─── STORED DATA ───
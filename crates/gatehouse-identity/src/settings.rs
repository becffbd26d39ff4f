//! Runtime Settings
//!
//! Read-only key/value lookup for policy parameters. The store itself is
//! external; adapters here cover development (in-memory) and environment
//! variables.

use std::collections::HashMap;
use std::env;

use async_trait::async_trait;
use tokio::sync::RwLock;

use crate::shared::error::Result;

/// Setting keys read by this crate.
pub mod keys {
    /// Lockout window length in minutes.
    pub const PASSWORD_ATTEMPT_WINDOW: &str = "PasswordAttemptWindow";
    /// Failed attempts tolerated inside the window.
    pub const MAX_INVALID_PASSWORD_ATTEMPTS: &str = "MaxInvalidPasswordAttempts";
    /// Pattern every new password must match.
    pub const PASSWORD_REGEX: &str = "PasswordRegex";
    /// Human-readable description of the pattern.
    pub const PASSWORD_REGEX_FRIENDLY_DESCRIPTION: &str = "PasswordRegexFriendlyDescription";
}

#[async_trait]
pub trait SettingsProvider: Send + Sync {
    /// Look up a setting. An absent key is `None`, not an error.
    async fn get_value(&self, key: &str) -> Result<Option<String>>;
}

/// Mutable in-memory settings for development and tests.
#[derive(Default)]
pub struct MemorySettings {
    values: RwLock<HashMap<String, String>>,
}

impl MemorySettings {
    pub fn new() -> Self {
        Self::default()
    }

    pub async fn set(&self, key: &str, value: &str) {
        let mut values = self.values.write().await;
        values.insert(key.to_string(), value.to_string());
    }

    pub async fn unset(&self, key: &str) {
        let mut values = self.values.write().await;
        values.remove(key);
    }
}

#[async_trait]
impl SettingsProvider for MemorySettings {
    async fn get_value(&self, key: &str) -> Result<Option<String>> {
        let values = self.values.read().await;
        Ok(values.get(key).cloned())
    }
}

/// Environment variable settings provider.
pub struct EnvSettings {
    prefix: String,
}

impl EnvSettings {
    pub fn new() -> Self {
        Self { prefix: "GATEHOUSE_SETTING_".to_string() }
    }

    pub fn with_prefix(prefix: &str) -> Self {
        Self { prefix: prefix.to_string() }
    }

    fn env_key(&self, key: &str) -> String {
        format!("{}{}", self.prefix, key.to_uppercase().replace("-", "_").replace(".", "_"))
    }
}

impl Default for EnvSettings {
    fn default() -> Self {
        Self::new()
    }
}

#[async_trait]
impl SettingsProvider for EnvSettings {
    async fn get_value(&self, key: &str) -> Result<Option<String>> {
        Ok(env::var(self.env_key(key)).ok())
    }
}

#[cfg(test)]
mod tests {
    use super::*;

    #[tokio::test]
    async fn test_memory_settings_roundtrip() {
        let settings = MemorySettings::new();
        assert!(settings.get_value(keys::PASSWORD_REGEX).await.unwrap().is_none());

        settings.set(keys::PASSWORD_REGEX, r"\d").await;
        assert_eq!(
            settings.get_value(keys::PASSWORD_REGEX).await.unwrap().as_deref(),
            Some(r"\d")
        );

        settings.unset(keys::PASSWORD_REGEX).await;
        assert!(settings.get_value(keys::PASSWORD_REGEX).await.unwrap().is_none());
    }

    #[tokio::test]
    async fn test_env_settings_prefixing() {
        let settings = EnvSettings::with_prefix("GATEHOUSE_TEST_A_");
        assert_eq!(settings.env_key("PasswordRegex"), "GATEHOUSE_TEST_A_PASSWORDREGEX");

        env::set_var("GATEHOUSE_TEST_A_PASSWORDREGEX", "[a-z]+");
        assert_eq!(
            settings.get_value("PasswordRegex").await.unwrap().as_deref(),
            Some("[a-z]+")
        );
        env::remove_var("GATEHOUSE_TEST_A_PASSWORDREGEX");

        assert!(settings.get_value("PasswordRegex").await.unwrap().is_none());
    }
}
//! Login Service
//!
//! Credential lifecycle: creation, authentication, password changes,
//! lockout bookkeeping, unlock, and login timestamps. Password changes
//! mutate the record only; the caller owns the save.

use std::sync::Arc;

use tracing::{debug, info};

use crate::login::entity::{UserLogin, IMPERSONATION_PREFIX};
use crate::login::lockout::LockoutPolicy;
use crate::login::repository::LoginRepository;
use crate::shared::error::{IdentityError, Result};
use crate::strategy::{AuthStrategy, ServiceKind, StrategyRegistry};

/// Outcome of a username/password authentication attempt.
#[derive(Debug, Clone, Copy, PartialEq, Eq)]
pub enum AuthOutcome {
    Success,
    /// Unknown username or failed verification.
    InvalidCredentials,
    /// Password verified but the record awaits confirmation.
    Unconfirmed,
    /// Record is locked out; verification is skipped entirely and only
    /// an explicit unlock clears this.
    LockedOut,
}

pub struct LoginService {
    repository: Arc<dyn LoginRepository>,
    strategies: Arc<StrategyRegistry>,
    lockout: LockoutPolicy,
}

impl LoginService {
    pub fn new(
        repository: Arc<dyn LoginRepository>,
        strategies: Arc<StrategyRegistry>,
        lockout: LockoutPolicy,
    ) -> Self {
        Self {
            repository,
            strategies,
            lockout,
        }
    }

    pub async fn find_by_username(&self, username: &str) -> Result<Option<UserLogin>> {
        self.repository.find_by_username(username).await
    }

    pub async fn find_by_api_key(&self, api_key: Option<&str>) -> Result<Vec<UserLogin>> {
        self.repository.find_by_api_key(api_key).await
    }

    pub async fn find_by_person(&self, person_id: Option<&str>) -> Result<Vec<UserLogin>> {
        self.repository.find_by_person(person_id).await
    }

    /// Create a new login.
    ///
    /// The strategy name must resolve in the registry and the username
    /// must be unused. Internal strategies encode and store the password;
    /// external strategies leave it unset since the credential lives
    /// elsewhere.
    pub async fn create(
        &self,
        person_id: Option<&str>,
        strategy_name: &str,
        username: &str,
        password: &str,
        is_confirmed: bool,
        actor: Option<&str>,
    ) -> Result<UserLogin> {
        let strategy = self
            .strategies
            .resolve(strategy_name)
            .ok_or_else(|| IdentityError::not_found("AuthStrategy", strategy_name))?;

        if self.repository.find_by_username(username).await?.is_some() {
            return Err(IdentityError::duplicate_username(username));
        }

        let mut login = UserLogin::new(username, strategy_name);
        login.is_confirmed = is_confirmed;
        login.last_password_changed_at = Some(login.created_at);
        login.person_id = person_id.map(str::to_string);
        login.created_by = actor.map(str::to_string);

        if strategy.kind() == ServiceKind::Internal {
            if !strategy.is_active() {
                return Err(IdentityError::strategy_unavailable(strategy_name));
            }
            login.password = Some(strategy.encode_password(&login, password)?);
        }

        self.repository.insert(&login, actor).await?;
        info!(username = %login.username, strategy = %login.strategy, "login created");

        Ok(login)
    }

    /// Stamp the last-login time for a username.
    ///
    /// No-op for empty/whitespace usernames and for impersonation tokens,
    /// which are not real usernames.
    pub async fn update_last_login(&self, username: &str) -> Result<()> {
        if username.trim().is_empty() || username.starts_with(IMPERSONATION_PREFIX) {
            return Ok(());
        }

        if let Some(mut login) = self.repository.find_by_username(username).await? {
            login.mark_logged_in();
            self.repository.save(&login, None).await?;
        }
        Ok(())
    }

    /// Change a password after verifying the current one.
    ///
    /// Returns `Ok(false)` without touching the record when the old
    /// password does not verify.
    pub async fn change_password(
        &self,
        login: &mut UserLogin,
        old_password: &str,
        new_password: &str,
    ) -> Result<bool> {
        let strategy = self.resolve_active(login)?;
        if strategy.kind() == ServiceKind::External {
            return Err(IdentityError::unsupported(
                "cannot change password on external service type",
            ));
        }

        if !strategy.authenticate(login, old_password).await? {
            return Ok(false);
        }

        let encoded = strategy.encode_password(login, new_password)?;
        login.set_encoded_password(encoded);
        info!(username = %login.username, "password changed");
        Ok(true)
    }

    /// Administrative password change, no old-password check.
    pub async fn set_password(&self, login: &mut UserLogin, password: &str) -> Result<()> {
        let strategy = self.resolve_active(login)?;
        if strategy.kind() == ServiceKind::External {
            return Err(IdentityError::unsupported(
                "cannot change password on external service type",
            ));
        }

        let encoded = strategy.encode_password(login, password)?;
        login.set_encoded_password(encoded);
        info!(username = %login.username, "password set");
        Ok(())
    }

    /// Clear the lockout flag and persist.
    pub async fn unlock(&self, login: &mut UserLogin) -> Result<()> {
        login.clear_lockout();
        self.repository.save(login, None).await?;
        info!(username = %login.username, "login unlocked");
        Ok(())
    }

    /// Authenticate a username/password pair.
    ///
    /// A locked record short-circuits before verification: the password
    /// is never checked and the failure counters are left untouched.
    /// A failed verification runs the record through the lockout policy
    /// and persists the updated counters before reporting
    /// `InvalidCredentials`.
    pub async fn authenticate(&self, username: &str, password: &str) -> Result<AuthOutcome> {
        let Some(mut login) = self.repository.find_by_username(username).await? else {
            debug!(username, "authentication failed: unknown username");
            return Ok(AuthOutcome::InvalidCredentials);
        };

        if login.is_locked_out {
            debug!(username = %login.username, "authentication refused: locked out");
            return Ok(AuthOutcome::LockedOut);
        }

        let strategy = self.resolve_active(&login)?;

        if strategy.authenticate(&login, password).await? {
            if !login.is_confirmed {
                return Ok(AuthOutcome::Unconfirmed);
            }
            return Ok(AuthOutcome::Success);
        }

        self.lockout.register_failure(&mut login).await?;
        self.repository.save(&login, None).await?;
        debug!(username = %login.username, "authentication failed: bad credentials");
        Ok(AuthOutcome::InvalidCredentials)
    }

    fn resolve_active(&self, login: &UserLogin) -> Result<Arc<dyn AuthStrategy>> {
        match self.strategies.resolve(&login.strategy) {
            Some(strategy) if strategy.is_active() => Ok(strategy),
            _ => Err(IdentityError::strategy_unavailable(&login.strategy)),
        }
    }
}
───
─── STORED DATA ───
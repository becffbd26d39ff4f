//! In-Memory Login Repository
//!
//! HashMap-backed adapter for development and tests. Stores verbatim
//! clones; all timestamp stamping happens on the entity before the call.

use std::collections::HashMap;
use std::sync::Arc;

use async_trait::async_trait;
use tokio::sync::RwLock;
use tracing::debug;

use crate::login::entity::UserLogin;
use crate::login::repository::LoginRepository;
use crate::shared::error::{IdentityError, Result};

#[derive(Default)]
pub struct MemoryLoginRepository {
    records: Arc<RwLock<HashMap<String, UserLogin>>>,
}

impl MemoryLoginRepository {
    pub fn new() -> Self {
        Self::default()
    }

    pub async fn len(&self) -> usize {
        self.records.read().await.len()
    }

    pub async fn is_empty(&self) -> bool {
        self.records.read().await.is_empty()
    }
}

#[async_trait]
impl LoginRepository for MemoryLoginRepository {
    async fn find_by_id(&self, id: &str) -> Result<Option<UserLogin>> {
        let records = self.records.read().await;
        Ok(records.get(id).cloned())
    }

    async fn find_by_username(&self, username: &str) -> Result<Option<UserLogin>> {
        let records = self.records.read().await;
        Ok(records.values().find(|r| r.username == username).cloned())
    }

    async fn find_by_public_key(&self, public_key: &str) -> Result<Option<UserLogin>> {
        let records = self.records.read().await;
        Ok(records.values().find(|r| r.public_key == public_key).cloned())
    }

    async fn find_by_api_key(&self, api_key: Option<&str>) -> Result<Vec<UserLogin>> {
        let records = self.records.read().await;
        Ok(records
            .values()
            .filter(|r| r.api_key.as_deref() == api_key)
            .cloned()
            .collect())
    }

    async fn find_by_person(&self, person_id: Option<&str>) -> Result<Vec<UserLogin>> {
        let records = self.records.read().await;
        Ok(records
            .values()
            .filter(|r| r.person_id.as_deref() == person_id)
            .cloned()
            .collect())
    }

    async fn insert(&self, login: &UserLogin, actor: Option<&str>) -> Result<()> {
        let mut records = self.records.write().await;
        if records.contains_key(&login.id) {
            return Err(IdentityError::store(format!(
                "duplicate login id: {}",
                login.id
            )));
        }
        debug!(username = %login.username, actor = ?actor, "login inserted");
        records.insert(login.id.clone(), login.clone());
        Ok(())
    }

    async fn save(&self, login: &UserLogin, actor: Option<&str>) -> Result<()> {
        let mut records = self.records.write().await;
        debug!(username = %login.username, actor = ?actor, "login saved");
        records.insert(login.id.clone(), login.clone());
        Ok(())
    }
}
───
Go through the listing above and return every line where the word "Internal" occurs.

    /// must be unused. Internal strategies encode and store the password;
        if strategy.kind() == ServiceKind::Internal {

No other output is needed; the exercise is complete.